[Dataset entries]
= = = = = = =
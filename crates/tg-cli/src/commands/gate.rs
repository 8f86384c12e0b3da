use anyhow::{Context, Result};
use clap::Subcommand;
use std::path::PathBuf;
use tg_gate::{ExecutionGatekeeper, GateRequest};
use tg_schemas::{
    AlignmentState, ExecutionType, MarketMode, Scenario, ScenarioProbabilities, SystemClock,
};
use tg_token::{PermissionToken, TokenRecord};

use super::{load_session, print_json, read_json, Outcome};

#[derive(Subcommand)]
pub enum GateCmd {
    /// Redeem a token file against live market facts
    Redeem {
        /// Token JSON written by `risk evaluate --token-out`; omit to record a
        /// token-less attempt
        #[arg(long)]
        token: Option<PathBuf>,

        #[arg(long)]
        symbol: Option<String>,

        #[arg(long, default_value = "15m")]
        timeframe: String,

        /// Live active scenario: A | B | C
        #[arg(long)]
        scenario: Scenario,

        #[arg(long = "prob-a")]
        prob_a: f64,

        #[arg(long = "prob-b")]
        prob_b: f64,

        #[arg(long = "prob-c")]
        prob_c: f64,

        /// Live alignment: FULL | PARTIAL | UNSTABLE | CONFLICT
        #[arg(long)]
        alignment: AlignmentState,

        /// Amount to put at risk, in account currency
        #[arg(long)]
        risk: f64,

        /// INTRADAY | SWING (defaults to the session mode)
        #[arg(long)]
        mode: Option<MarketMode>,

        /// MANUAL | AUTO
        #[arg(long, default_value = "MANUAL")]
        execution: ExecutionType,
    },
}

pub fn run(config_paths: &[String], cmd: GateCmd) -> Result<Outcome> {
    let session = load_session(config_paths)?;

    match cmd {
        GateCmd::Redeem {
            token,
            symbol,
            timeframe,
            scenario,
            prob_a,
            prob_b,
            prob_c,
            alignment,
            risk,
            mode,
            execution,
        } => {
            let token = match token {
                Some(path) => {
                    let record: TokenRecord = read_json(&path)?;
                    Some(PermissionToken::from_record(record).context("invalid token file")?)
                }
                None => None,
            };
            let symbol = match (symbol, &token) {
                (Some(s), _) => s,
                (None, Some(t)) => t.symbol().to_string(),
                (None, None) => anyhow::bail!("--symbol is required without --token"),
            };

            let gate = ExecutionGatekeeper::new(session.audit()?, session.store()?, SystemClock);
            let decision = gate.evaluate(
                token.as_ref(),
                &GateRequest {
                    symbol,
                    timeframe,
                    scenario_active: scenario,
                    probabilities: ScenarioProbabilities::new(prob_a, prob_b, prob_c),
                    alignment_state: alignment,
                    risk_requested: risk,
                    market_mode: mode.unwrap_or(session.config.session.mode),
                    execution_type: execution,
                },
            )?;
            print_json(&decision)?;
            Ok(if decision.allowed {
                Outcome::Done
            } else {
                Outcome::Refused
            })
        }
    }
}
use chrono::{DateTime, NaiveDate, Utc};
use serde::{Deserialize, Serialize};
use std::collections::BTreeMap;
use std::fmt;
use tg_schemas::{AlignmentState, MarketMode, Scenario, SystemState};
use tg_store::SessionSnapshot;
use uuid::Uuid;

use crate::caps::RiskCaps;

/// Mutable governor state for one session.
///
/// `mode` and `account_equity` are fixed for the life of the session; the
/// rest is driven only through the engine functions.
#[derive(Debug, Clone, PartialEq, Serialize)]
pub struct LedgerState {
    pub session_id: String,
    pub mode: MarketMode,
    pub account_equity: f64,
    pub trading_date: NaiveDate,

    pub loss_streak: u32,
    pub max_loss_streak: u32,
    pub system_state: SystemState,

    /// Sum of today's realized pnl, in currency. Wins offset losses.
    pub daily_realized_pnl: f64,
    pub open_positions: u32,
    /// Allocated and not yet released fraction of equity.
    pub open_risk: f64,
    pub symbol_risk_today: BTreeMap<String, f64>,
    pub sector_exposure: BTreeMap<String, u32>,

    pub total_decisions: u64,
    pub wins: u64,
    pub losses: u64,
}

impl LedgerState {
    pub fn new(
        session_id: impl Into<String>,
        mode: MarketMode,
        account_equity: f64,
        trading_date: NaiveDate,
    ) -> Self {
        Self {
            session_id: session_id.into(),
            mode,
            account_equity,
            trading_date,
            loss_streak: 0,
            max_loss_streak: 0,
            system_state: SystemState::Operational,
            daily_realized_pnl: 0.0,
            open_positions: 0,
            open_risk: 0.0,
            symbol_risk_today: BTreeMap::new(),
            sector_exposure: BTreeMap::new(),
            total_decisions: 0,
            wins: 0,
            losses: 0,
        }
    }

    pub fn caps(&self) -> RiskCaps {
        RiskCaps::for_mode(self.mode)
    }

    /// Today's realized loss as a fraction of equity; never positive.
    pub fn daily_realized_loss_pct(&self) -> f64 {
        self.daily_realized_pnl.min(0.0) / self.account_equity
    }

    pub fn daily_loss_breached(&self) -> bool {
        self.daily_realized_loss_pct() <= -self.caps().max_daily_loss
    }

    pub fn symbol_risk_used(&self, symbol: &str) -> f64 {
        self.symbol_risk_today.get(symbol).copied().unwrap_or(0.0)
    }

    pub fn to_snapshot(&self, recorded_at: DateTime<Utc>) -> SessionSnapshot {
        SessionSnapshot {
            session_id: self.session_id.clone(),
            mode: self.mode,
            starting_equity: self.account_equity,
            trading_date: self.trading_date,
            total_decisions: self.total_decisions,
            wins: self.wins,
            losses: self.losses,
            loss_streak: self.loss_streak,
            max_loss_streak: self.max_loss_streak,
            final_state: self.system_state,
            open_positions: self.open_positions,
            open_risk: self.open_risk,
            recorded_at,
        }
    }
}

/// Why an allowance was refused.
#[derive(Debug, Clone, Copy, PartialEq, Eq, Hash, Serialize, Deserialize)]
#[serde(rename_all = "SCREAMING_SNAKE_CASE")]
pub enum DenialCode {
    SystemLockdown,
    DailyDrawdownBreached,
    ExecutionHalt,
    InvalidInput,
    AlignmentForbidden,
    MaxPositions,
    CorrelationRisk,
    SymbolRiskExhausted,
    ZeroRisk,
    PortfolioRiskLimit,
    StateStoreUnavailable,
}

impl DenialCode {
    pub fn as_str(&self) -> &'static str {
        match self {
            DenialCode::SystemLockdown => "SYSTEM_LOCKDOWN",
            DenialCode::DailyDrawdownBreached => "DAILY_DRAWDOWN_BREACHED",
            DenialCode::ExecutionHalt => "EXECUTION_HALT",
            DenialCode::InvalidInput => "INVALID_INPUT",
            DenialCode::AlignmentForbidden => "ALIGNMENT_FORBIDDEN",
            DenialCode::MaxPositions => "MAX_POSITIONS",
            DenialCode::CorrelationRisk => "CORRELATION_RISK",
            DenialCode::SymbolRiskExhausted => "SYMBOL_RISK_EXHAUSTED",
            DenialCode::ZeroRisk => "ZERO_RISK",
            DenialCode::PortfolioRiskLimit => "PORTFOLIO_RISK_LIMIT",
            DenialCode::StateStoreUnavailable => "STATE_STORE_UNAVAILABLE",
        }
    }
}

impl fmt::Display for DenialCode {
    fn fmt(&self, f: &mut fmt::Formatter<'_>) -> fmt::Result {
        f.write_str(self.as_str())
    }
}

/// Context for one allowance request.
#[derive(Debug, Clone, PartialEq, Serialize, Deserialize)]
pub struct EvaluateRequest {
    pub symbol: String,
    pub scenario: Scenario,
    pub active_probability: f64,
    pub alignment: AlignmentState,
    pub is_unstable: bool,
    pub sector: Option<String>,
}

/// Outcome of one ledger evaluation.
///
/// Denied allowances carry zero amounts and a `denial` code. Allowed ones are
/// registered as outstanding by the ledger that issued them.
#[derive(Debug, Clone, PartialEq, Serialize, Deserialize)]
pub struct Allowance {
    pub id: Uuid,
    pub allowed: bool,
    pub max_risk_amount: f64,
    pub max_risk_percent: f64,
    pub issued_at: DateTime<Utc>,
    pub expiry: DateTime<Utc>,
    pub reason: String,
    pub denial: Option<DenialCode>,

    pub symbol: String,
    pub scenario: Scenario,
    pub alignment: AlignmentState,
    pub active_probability: f64,
}

impl Allowance {
    pub fn is_expired_at(&self, now: DateTime<Utc>) -> bool {
        now > self.expiry
    }
}

/// Sizing detail of a granted evaluation.
#[derive(Debug, Clone, Copy, PartialEq, Serialize)]
pub struct Grant {
    pub risk_fraction: f64,
    pub max_risk_amount: f64,
    pub base_risk: f64,
    pub alignment_factor: f64,
    pub streak_multiplier: f64,
}

#[derive(Debug, Clone, PartialEq)]
pub struct Denial {
    pub code: DenialCode,
    pub reason: String,
}

impl Denial {
    pub(crate) fn new(code: DenialCode, reason: impl Into<String>) -> Self {
        Self {
            code,
            reason: reason.into(),
        }
    }
}

/// What an outcome did to the breakers.
#[derive(Debug, Clone, Copy, PartialEq, Eq, Default)]
pub struct OutcomeEffects {
    pub daily_loss_breached: bool,
    pub locked_down: bool,
}

/// Serialisable summary for operators.
#[derive(Debug, Clone, PartialEq, Serialize)]
pub struct RiskStatus {
    pub session_id: String,
    pub trading_date: NaiveDate,
    pub system_state: SystemState,
    pub mode: MarketMode,
    pub account_equity: f64,
    pub loss_streak: u32,
    pub max_loss_streak: u32,
    pub daily_realized_pnl: f64,
    pub daily_drawdown_pct: f64,
    pub daily_loss_limit_pct: f64,
    pub open_positions: u32,
    pub max_positions: u32,
    pub open_risk: f64,
    pub risk_caps: RiskCaps,
    pub total_decisions: u64,
    pub wins: u64,
    pub losses: u64,
    pub outstanding_allowances: usize,
    pub is_operational: bool,
}
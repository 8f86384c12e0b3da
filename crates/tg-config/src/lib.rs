//! tg-config
//!
//! Layered YAML session configuration. Documents merge in order (earlier docs
//! are the base, later docs override), the merged tree is canonicalised and
//! hashed so every session can be tied back to the exact config it ran with.
//!
//! Risk caps, multipliers, thresholds and the token lifetime are NOT config:
//! they are named constants in `tg-risk` / `tg-gate` / `tg-token`. Config only
//! carries what legitimately differs between deployments.

mod session;

pub use session::{SessionConfig, SessionSection, StorageSection};

use anyhow::{Context, Result};
use serde_json::Value;
use sha2::{Digest, Sha256};
use std::fs;

/// Env var holding comma-separated config paths (CLI fallback for `--config`).
pub const ENV_CONFIG_PATHS: &str = "TG_CONFIG";

#[derive(Debug, Clone)]
pub struct LoadedConfig {
    pub config_hash: String,
    pub canonical_json: String,
    pub config_json: Value,
}

pub fn load_layered_yaml(paths: &[&str]) -> Result<LoadedConfig> {
    let mut docs: Vec<String> = Vec::new();
    for p in paths {
        let raw =
            fs::read_to_string(p).with_context(|| format!("failed to read yaml path: {p}"))?;
        docs.push(raw);
    }

    let doc_refs: Vec<&str> = docs.iter().map(|s| s.as_str()).collect();
    load_layered_yaml_from_strings(&doc_refs)
}

pub fn load_layered_yaml_from_strings(yaml_docs: &[&str]) -> Result<LoadedConfig> {
    let mut merged = serde_json::json!({});
    for raw in yaml_docs {
        let v_yaml: serde_yaml::Value = serde_yaml::from_str(raw).context("invalid yaml")?;
        let v_json = serde_json::to_value(v_yaml).context("yaml->json conversion failed")?;
        merged = deep_merge(merged, v_json);
    }

    let canonical_json = canonicalize_json(&merged)?;
    let config_hash = sha256_hex(canonical_json.as_bytes());
    Ok(LoadedConfig {
        config_hash,
        canonical_json,
        config_json: merged,
    })
}

/// Split a `TG_CONFIG`-style value into paths, dropping empty segments.
pub fn split_config_paths(raw: &str) -> Vec<String> {
    raw.split(',')
        .map(|s| s.trim())
        .filter(|s| !s.is_empty())
        .map(|s| s.to_string())
        .collect()
}

fn deep_merge(a: Value, b: Value) -> Value {
    match (a, b) {
        (Value::Object(mut a_map), Value::Object(b_map)) => {
            for (k, b_val) in b_map {
                let a_val = a_map.remove(&k).unwrap_or(Value::Null);
                a_map.insert(k, deep_merge(a_val, b_val));
            }
            Value::Object(a_map)
        }
        (_, b_other) => b_other,
    }
}

/// Compact JSON with recursively sorted keys.
fn canonicalize_json(v: &Value) -> Result<String> {
    serde_json::to_string(&sort_keys(v)).context("canonical json serialize failed")
}

fn sort_keys(v: &Value) -> Value {
    match v {
        Value::Object(map) => {
            let mut keys: Vec<_> = map.keys().cloned().collect();
            keys.sort();
            let mut new = serde_json::Map::new();
            for k in keys {
                new.insert(k.clone(), sort_keys(&map[&k]));
            }
            Value::Object(new)
        }
        Value::Array(arr) => Value::Array(arr.iter().map(sort_keys).collect()),
        _ => v.clone(),
    }
}

fn sha256_hex(bytes: &[u8]) -> String {
    let mut hasher = Sha256::new();
    hasher.update(bytes);
    hex::encode(hasher.finalize())
}

#[cfg(test)]
mod tests {
    use super::*;

    #[test]
    fn later_layer_overrides_nested_key_only() {
        let base = "session:\n  mode: SWING\n  account_equity: 1000000\n";
        let over = "session:\n  mode: INTRADAY\n";
        let loaded = load_layered_yaml_from_strings(&[base, over]).unwrap();
        assert_eq!(
            loaded.config_json.pointer("/session/mode").and_then(|v| v.as_str()),
            Some("INTRADAY")
        );
        assert_eq!(
            loaded
                .config_json
                .pointer("/session/account_equity")
                .and_then(|v| v.as_f64()),
            Some(1_000_000.0)
        );
    }

    #[test]
    fn split_paths_ignores_blanks() {
        assert_eq!(
            split_config_paths(" a.yaml, ,b.yaml,"),
            vec!["a.yaml".to_string(), "b.yaml".to_string()]
        );
    }

    #[test]
    fn invalid_yaml_is_an_error() {
        assert!(load_layered_yaml_from_strings(&["session: [unclosed"]).is_err());
    }
}
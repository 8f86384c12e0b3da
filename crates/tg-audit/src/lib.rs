//! tg-audit
//!
//! Immutable record of every execution attempt, allowed or blocked.
//! JSON Lines on disk, one attempt per line, optionally hash-chained so any
//! after-the-fact edit is detectable with [`verify_hash_chain`].

mod attempt;
mod trail;
mod writer;

pub use attempt::{AttemptResult, AuditStats, ExecutionAttempt, RiskBudgetStatus};
pub use trail::{AuditTrail, JsonlAuditTrail, MemoryAuditTrail, EXECUTION_ATTEMPT_EVENT};
pub use writer::{
    compute_line_hash, read_lines, verify_hash_chain, verify_hash_chain_str, AuditLine,
    AuditWriter, VerifyResult,
};
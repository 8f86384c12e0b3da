//! Scenario: the gate cannot be talked past.
//!
//! GREEN when:
//! - a token minted for scenario A at probability 0.60, redeemed while the
//!   live scenario is B, is BLOCKED at STEP_2 with `SCENARIO_MISMATCH` and the
//!   token stays unused (and redeemable once the thesis is back)
//! - AUTO below the auto threshold is BLOCKED `AUTO_THRESHOLD`, and the very
//!   same inputs as MANUAL are ALLOWED
//! - every call, allowed or blocked, lands in the file-backed audit log, and
//!   the log's hash chain verifies

use chrono::{DateTime, TimeZone, Utc};
use std::sync::Arc;
use tg_audit::{verify_hash_chain, AttemptResult, AuditTrail, JsonlAuditTrail, VerifyResult};
use tg_gate::{BlockCode, ExecutionGatekeeper, GateRequest};
use tg_schemas::{
    AlignmentState, ExecutionType, FixedClock, GateStep, MarketMode, Scenario,
    ScenarioProbabilities,
};
use tg_store::{JsonlStateStore, StateStore, TokenRegistration};
use tg_token::{PermissionToken, TokenTerms};

fn t0() -> DateTime<Utc> {
    // 10:00 IST
    Utc.with_ymd_and_hms(2026, 3, 2, 4, 30, 0).unwrap()
}

/// A token as the ledger would mint it: issued and registered in `store`.
fn issue(store: &impl StateStore, probability_active: f64) -> PermissionToken {
    let t = PermissionToken::issue_at(
        TokenTerms {
            symbol: "BANKNIFTY".into(),
            scenario: Scenario::A,
            mode: MarketMode::Intraday,
            alignment_state: AlignmentState::Full,
            probability_active,
        },
        1_500.0,
        t0(),
    )
    .unwrap();
    store
        .register_token(&TokenRegistration {
            token_id: t.id(),
            session_id: "desk".into(),
            symbol: t.symbol().to_string(),
            scenario: t.scenario(),
            mode: t.mode(),
            alignment_state: t.alignment_state_at_issue(),
            probability_active: t.probability_active(),
            max_risk: t.max_risk(),
            created_at: t.created_at(),
            expires_at: t.expires_at(),
        })
        .unwrap();
    t
}

fn request(scenario_active: Scenario, probs: ScenarioProbabilities, exec: ExecutionType) -> GateRequest {
    GateRequest {
        symbol: "BANKNIFTY".into(),
        timeframe: "5m".into(),
        scenario_active,
        probabilities: probs,
        alignment_state: AlignmentState::Full,
        risk_requested: 1_000.0,
        market_mode: MarketMode::Intraday,
        execution_type: exec,
    }
}

#[test]
fn drifted_scenario_blocks_without_spending_the_token() {
    let dir = tempfile::tempdir().unwrap();
    let audit_path = dir.path().join("execution_audit.jsonl");
    let gate = ExecutionGatekeeper::new(
        JsonlAuditTrail::open(&audit_path, true).unwrap(),
        JsonlStateStore::open(dir.path().join("state")).unwrap(),
        Arc::new(FixedClock::new(t0())),
    );
    let t = issue(gate.registry(), 0.60);

    let d = gate
        .evaluate(
            Some(&t),
            &request(
                Scenario::B,
                ScenarioProbabilities::new(0.30, 0.60, 0.10),
                ExecutionType::Manual,
            ),
        )
        .unwrap();
    assert!(!d.allowed);
    assert!(d.reason.contains("SCENARIO_MISMATCH"));
    assert_eq!(d.block, Some(BlockCode::ScenarioMismatch));
    assert_eq!(d.block_gate, Some(GateStep::Step2));
    assert!(!d.token_consumed);
    assert!(!t.is_used());

    // Thesis restored: the same token is still good.
    let d = gate
        .evaluate(
            Some(&t),
            &request(
                Scenario::A,
                ScenarioProbabilities::new(0.60, 0.30, 0.10),
                ExecutionType::Manual,
            ),
        )
        .unwrap();
    assert!(d.allowed);
    assert!(t.is_used());

    let attempts = gate.audit().attempts().unwrap();
    assert_eq!(attempts.len(), 2);
    assert_eq!(attempts[0].result, AttemptResult::Blocked);
    assert_eq!(attempts[0].block_gate, Some(GateStep::Step2));
    assert_eq!(attempts[1].result, AttemptResult::Allowed);
    assert_eq!(
        verify_hash_chain(&audit_path).unwrap(),
        VerifyResult::Valid { lines: 2 }
    );
}

#[test]
fn auto_needs_threshold_manual_does_not() {
    let dir = tempfile::tempdir().unwrap();
    let gate = ExecutionGatekeeper::new(
        JsonlAuditTrail::open(dir.path().join("audit.jsonl"), true).unwrap(),
        JsonlStateStore::open(dir.path()).unwrap(),
        FixedClock::new(t0()),
    );
    let probs = ScenarioProbabilities::new(0.52, 0.33, 0.15);

    let auto_token = issue(gate.registry(), 0.52);
    let d = gate
        .evaluate(Some(&auto_token), &request(Scenario::A, probs, ExecutionType::Auto))
        .unwrap();
    assert!(!d.allowed);
    assert_eq!(d.block, Some(BlockCode::AutoThreshold));
    assert_eq!(d.block_gate, Some(GateStep::Step6));
    assert!(!auto_token.is_used());

    let manual_token = issue(gate.registry(), 0.52);
    let d = gate
        .evaluate(Some(&manual_token), &request(Scenario::A, probs, ExecutionType::Manual))
        .unwrap();
    assert!(d.allowed);
    assert!(d.token_consumed);

    let stats = gate.audit().stats().unwrap();
    assert_eq!(stats.total_attempts, 2);
    assert_eq!(stats.allowed, 1);
    assert_eq!(stats.block_reasons.get("AUTO_THRESHOLD"), Some(&1));
    assert!((stats.selectivity_ratio - 0.5).abs() < 1e-12);
}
= = = = = = =
PROBLEM DESCRIPTION:
Count the lines above that contain the word "PermissionToken", and give only that number.

SOLUTION TO THIS TASK:
5